■ **Exercise brief**
Return each line of the entries that holds the string "RouteTarget".
___ Information supplied
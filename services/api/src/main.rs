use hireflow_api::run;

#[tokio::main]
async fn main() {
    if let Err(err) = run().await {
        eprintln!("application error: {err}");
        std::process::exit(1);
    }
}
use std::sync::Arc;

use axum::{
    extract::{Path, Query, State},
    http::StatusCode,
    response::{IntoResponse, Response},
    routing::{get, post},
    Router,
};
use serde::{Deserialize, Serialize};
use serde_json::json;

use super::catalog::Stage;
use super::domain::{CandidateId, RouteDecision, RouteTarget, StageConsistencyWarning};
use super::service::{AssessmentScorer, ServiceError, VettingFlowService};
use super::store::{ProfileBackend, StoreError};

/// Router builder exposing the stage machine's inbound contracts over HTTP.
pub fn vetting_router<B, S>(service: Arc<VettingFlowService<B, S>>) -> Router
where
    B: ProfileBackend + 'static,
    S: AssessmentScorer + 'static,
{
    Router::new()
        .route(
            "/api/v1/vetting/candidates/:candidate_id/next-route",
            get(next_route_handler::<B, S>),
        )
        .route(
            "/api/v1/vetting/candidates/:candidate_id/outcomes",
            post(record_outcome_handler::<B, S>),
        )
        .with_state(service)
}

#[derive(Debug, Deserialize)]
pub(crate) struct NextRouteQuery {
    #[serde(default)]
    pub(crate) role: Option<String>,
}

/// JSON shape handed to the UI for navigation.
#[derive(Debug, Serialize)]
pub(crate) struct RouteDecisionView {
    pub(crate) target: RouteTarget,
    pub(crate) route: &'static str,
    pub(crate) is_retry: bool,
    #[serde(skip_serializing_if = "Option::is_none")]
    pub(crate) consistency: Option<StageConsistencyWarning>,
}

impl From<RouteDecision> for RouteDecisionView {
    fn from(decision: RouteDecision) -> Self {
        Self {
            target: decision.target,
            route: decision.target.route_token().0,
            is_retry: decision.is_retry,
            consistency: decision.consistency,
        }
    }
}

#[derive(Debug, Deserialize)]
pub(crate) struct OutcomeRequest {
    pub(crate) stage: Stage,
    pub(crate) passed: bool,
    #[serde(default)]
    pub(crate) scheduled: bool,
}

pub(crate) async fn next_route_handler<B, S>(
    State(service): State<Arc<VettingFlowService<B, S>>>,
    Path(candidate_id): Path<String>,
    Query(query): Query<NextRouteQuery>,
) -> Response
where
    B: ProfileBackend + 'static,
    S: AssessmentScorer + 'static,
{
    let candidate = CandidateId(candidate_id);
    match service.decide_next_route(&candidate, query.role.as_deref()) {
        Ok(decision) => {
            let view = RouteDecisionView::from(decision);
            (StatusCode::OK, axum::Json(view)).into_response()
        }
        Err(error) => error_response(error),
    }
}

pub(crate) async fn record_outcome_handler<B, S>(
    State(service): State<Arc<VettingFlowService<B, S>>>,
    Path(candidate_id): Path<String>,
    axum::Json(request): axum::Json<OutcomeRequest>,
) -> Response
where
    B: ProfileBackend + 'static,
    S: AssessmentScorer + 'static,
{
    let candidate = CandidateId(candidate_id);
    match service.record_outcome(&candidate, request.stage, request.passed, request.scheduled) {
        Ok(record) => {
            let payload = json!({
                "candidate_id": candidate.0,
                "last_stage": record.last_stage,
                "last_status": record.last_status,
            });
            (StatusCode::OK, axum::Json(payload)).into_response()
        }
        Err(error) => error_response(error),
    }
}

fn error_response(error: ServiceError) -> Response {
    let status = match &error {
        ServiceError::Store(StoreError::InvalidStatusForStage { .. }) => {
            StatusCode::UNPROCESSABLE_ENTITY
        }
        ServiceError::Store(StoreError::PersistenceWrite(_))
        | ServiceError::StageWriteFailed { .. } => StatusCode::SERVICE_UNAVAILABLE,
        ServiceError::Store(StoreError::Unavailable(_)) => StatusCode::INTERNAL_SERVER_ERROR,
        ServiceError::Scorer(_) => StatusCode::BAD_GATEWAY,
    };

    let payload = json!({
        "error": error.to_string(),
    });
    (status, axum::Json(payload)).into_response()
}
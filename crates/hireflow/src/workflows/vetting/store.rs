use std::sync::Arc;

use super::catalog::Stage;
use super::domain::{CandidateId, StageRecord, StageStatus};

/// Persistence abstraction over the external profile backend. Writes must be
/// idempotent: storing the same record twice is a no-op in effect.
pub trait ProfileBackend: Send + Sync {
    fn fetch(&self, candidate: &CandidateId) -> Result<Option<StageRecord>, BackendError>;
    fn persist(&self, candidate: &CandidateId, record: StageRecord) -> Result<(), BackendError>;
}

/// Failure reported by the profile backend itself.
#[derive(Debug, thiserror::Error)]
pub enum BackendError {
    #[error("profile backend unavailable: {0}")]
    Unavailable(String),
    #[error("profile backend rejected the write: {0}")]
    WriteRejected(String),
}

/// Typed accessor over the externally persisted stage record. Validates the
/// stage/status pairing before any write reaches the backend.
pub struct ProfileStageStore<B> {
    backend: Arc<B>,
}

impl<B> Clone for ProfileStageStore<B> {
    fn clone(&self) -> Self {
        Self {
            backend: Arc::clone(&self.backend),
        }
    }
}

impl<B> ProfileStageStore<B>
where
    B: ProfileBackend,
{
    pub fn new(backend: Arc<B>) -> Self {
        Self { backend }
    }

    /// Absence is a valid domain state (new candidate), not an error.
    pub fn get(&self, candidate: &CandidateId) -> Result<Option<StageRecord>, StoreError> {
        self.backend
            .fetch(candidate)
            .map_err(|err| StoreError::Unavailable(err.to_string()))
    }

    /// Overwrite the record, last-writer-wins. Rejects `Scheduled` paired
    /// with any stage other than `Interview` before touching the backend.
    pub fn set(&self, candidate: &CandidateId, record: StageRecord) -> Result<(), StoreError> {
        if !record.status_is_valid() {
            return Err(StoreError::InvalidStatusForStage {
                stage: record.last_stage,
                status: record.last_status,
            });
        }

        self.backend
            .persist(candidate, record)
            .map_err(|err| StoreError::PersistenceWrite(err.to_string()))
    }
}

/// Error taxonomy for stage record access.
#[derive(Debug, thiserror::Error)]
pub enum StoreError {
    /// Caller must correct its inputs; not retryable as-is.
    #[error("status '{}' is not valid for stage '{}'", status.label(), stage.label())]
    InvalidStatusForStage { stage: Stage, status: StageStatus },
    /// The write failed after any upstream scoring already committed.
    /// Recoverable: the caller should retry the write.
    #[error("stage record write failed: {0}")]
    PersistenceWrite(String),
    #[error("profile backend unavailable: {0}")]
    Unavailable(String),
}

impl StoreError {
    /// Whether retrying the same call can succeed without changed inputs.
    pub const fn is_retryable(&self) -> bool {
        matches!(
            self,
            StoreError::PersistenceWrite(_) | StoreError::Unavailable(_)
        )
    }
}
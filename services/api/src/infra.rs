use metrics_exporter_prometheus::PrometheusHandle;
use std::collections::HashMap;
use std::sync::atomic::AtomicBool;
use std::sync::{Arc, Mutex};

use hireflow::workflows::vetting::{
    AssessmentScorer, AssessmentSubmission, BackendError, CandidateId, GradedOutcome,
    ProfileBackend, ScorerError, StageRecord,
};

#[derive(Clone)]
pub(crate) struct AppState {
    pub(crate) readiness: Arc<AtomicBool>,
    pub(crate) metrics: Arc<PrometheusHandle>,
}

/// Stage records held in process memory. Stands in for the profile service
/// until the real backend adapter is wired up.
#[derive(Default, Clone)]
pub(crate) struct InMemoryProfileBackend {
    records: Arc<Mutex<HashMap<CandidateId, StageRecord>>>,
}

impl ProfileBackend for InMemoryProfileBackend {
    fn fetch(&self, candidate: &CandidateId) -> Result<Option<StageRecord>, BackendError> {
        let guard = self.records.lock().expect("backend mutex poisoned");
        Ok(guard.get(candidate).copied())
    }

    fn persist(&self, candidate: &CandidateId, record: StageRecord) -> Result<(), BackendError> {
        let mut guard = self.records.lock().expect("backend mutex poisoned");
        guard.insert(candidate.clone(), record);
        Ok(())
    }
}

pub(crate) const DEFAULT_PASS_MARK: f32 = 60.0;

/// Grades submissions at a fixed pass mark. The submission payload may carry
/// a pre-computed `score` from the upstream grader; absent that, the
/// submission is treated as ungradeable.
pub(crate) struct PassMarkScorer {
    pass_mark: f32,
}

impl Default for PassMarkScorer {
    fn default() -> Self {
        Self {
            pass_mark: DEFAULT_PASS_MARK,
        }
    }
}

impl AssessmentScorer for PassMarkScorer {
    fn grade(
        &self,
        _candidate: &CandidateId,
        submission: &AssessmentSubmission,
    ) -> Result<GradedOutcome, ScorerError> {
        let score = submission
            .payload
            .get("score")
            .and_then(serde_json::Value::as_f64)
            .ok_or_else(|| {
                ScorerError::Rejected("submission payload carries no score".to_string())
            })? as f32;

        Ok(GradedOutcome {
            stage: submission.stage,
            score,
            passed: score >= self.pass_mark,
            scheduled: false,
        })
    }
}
______
■ **Result of this task**
use super::domain::{CandidateId, RouteDecision, RouteTarget, StageConsistencyWarning};
    pub(crate) target: RouteTarget,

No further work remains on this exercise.